I caught myself in a fearful thought-spiral one day in early July. Out loud, I said STOP. Out loud, I said what I have told myself a thousand times, and have told clients over and over again: Worrying about what has not happened is not useful. If something bad does happen, you will deal with it then. It is highly unlikely that anything awful will happen. If it does, you will deal.
Seven days later, the highly unlikely did happen. And you know what? My fear sensors never made a sound. No panic. No anxiety that morning. Nothing. When I needed my acute sensitivity to all things dangerous and bad, it failed.
In the years following, my anxiety went through the roof. It didn’t matter that it had proven itself highly ineffective in predicting or preventing catastrophe. Anxiety is an addictive drug, made all the more powerful by knowing that unlikely shit does happen, and there is nothing you can do.
I tell you this story because I bet you can relate.
Anxiety is an addictive drug, made all the more powerful by knowing that unlikely shit does happen, and there is nothing you can do to stop it. So you'll need something more than positive thoughts to get you through. Click To TweetFreak accidents, out of order deaths, horrible, nightmare events — these things happen. To us. To me. To you. When anxiety steals into your mind and your heart, you can’t just quiet it down by telling your thoughts they’re illogical: Past reality trumps alleged logic. Add in the fact that those of us who have lost someone close are extra vigilant: We guard against more loss, more fear, more helplessness in the face of the randomness of life. It’s a small, hard way to live. Anxiety is exhausting.
So what can you do when that fear starts pumping through your body and your mind? How can you talk yourself off that cliff of anxiety that can’t be calmed by any ordinary means?

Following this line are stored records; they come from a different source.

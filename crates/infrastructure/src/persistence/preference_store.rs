//! JSON-file preference store
//!
//! Persists the whole preference state as a single serialized blob. The
//! on-disk shape is `{"settings":{"unit":"C"},"favorites":{"cityIds":[..]}}`,
//! carried over unchanged so existing state files keep working.

use std::fs;
use std::path::PathBuf;

use application::error::ApplicationError;
use application::ports::PreferenceStorePort;
use domain::entities::UserPreferences;
use domain::value_objects::{CityId, TemperatureUnit};
use serde::{Deserialize, Serialize};
use tracing::{debug, warn};

/// On-disk settings block
#[derive(Debug, Serialize, Deserialize)]
struct PersistedSettings {
    unit: TemperatureUnit,
}

/// On-disk favorites block
#[derive(Debug, Serialize, Deserialize)]
struct PersistedFavorites {
    #[serde(rename = "cityIds")]
    city_ids: Vec<CityId>,
}

/// The persisted blob as a whole
#[derive(Debug, Serialize, Deserialize)]
struct PersistedState {
    settings: PersistedSettings,
    favorites: PersistedFavorites,
}

impl From<&UserPreferences> for PersistedState {
    fn from(preferences: &UserPreferences) -> Self {
        Self {
            settings: PersistedSettings {
                unit: preferences.unit,
            },
            favorites: PersistedFavorites {
                city_ids: preferences.favorites.clone(),
            },
        }
    }
}

impl From<PersistedState> for UserPreferences {
    fn from(state: PersistedState) -> Self {
        Self {
            unit: state.settings.unit,
            favorites: state.favorites.city_ids,
        }
    }
}

/// Preference store backed by a single JSON file
#[derive(Debug, Clone)]
pub struct JsonPreferenceStore {
    path: PathBuf,
}

impl JsonPreferenceStore {
    /// Create a store writing to the given file path
    #[must_use]
    pub fn new(path: PathBuf) -> Self {
        Self { path }
    }
}

impl PreferenceStorePort for JsonPreferenceStore {
    fn load(&self) -> Option<UserPreferences> {
        let raw = match fs::read_to_string(&self.path) {
            Ok(raw) => raw,
            Err(e) => {
                debug!(path = %self.path.display(), error = %e, "No persisted state");
                return None;
            },
        };

        match serde_json::from_str::<PersistedState>(&raw) {
            Ok(state) => Some(state.into()),
            Err(e) => {
                // A corrupt or foreign blob counts as "no prior state"
                warn!(path = %self.path.display(), error = %e, "Discarding unreadable state");
                None
            },
        }
    }

    fn save(&self, preferences: &UserPreferences) -> Result<(), ApplicationError> {
        let state = PersistedState::from(preferences);
        let raw = serde_json::to_string(&state)
            .map_err(|e| ApplicationError::Internal(format!("Serialize state: {e}")))?;

        fs::write(&self.path, raw)
            .map_err(|e| ApplicationError::Internal(format!("Write state: {e}")))
    }
}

Here are some things that work for me:
• Acknowledge your fear. It may seem silly, but taking a moment to recognize that you are afraid can keep the feeling from escalating. You might even say, “I feel afraid something bad is going to happen and I’m totally powerless to stop it.” Tell yourself the truth about your situation, rather than try to push it away.
• Notice where the fear starts What part of your body reacts? For example, I can feel my diaphragm start to contract, to tense, pumping that anxiety adrenaline into my system. I call it the fear pump, and I see it like a set of old bellows, fanning the anxiety higher.
• Consciously turn your attention to that place. Again, it may seem silly, but by taking your mind out of its thought loop and turning it towards the physical locus of anxiety, you begin to shift the energy.
• Replace your fear thoughts with an anchor thought. An anchor thought is a mantra, a short phrase, or even a prayer from your chosen tradition. The word “mantra” can actually be translated as “mind protection,” and that is what we’re doing here: using an anchor thought to protect your mind from a ravenous fear. I often use the phrase “right now” to anchor myself in the current reality. Most of the time, what I’m afraid of is not currently happening, and this pushes me to focus on that truth, rather than the fear.
• Breathe, and repeat. You may have to do this over and over again within the span of a few minutes. That’s okay. It’s normal. Just keep practicing. Like any other skill, it will get easier the more often you use it.
• Do what needs doing, but don’t go nuts. If you have anxiety over specific things, see if you can identify ways you can lessen the risk of those things happening. Do practical, realistic things, like changing the batteries in your smoke alarms, locking your doors at night, and wearing your bike helmet. Address your fears in concrete ways, but don’t let your fears keep you captive.
Remember that calming your anxiety is not one bit related to whether something unexpected happens or not. Calming your anxiety is about only that: calming your anxiety. That roaring train of fear prevents you from being present to what is, and it most definitely keeps you from enjoying what is here in this moment. Following these steps can get you off that train before it takes you too far.
These grief-specific tips (and more) are in my book, It’s OK That You’re Not OK: Meeting Grief & Loss in a Culture That Doesn’t Understand. You’ll find more tools and exercises for managing your anxiety in my new grief journal, How to Carry What Can’t be Fixed. Grief is not an ordinary time, and ordinary tools you might use to calm anxiety, reduce stress, or connect with others don’t always apply. Check out the book to learn more about surviving intense grief. And if you’re feeling like no one else understands, come join the next session of the Writing Your Grief course – no advice, no platitudes, just love and encouragement for the life you have to live. Find the next open dates, and claim your place, at this link.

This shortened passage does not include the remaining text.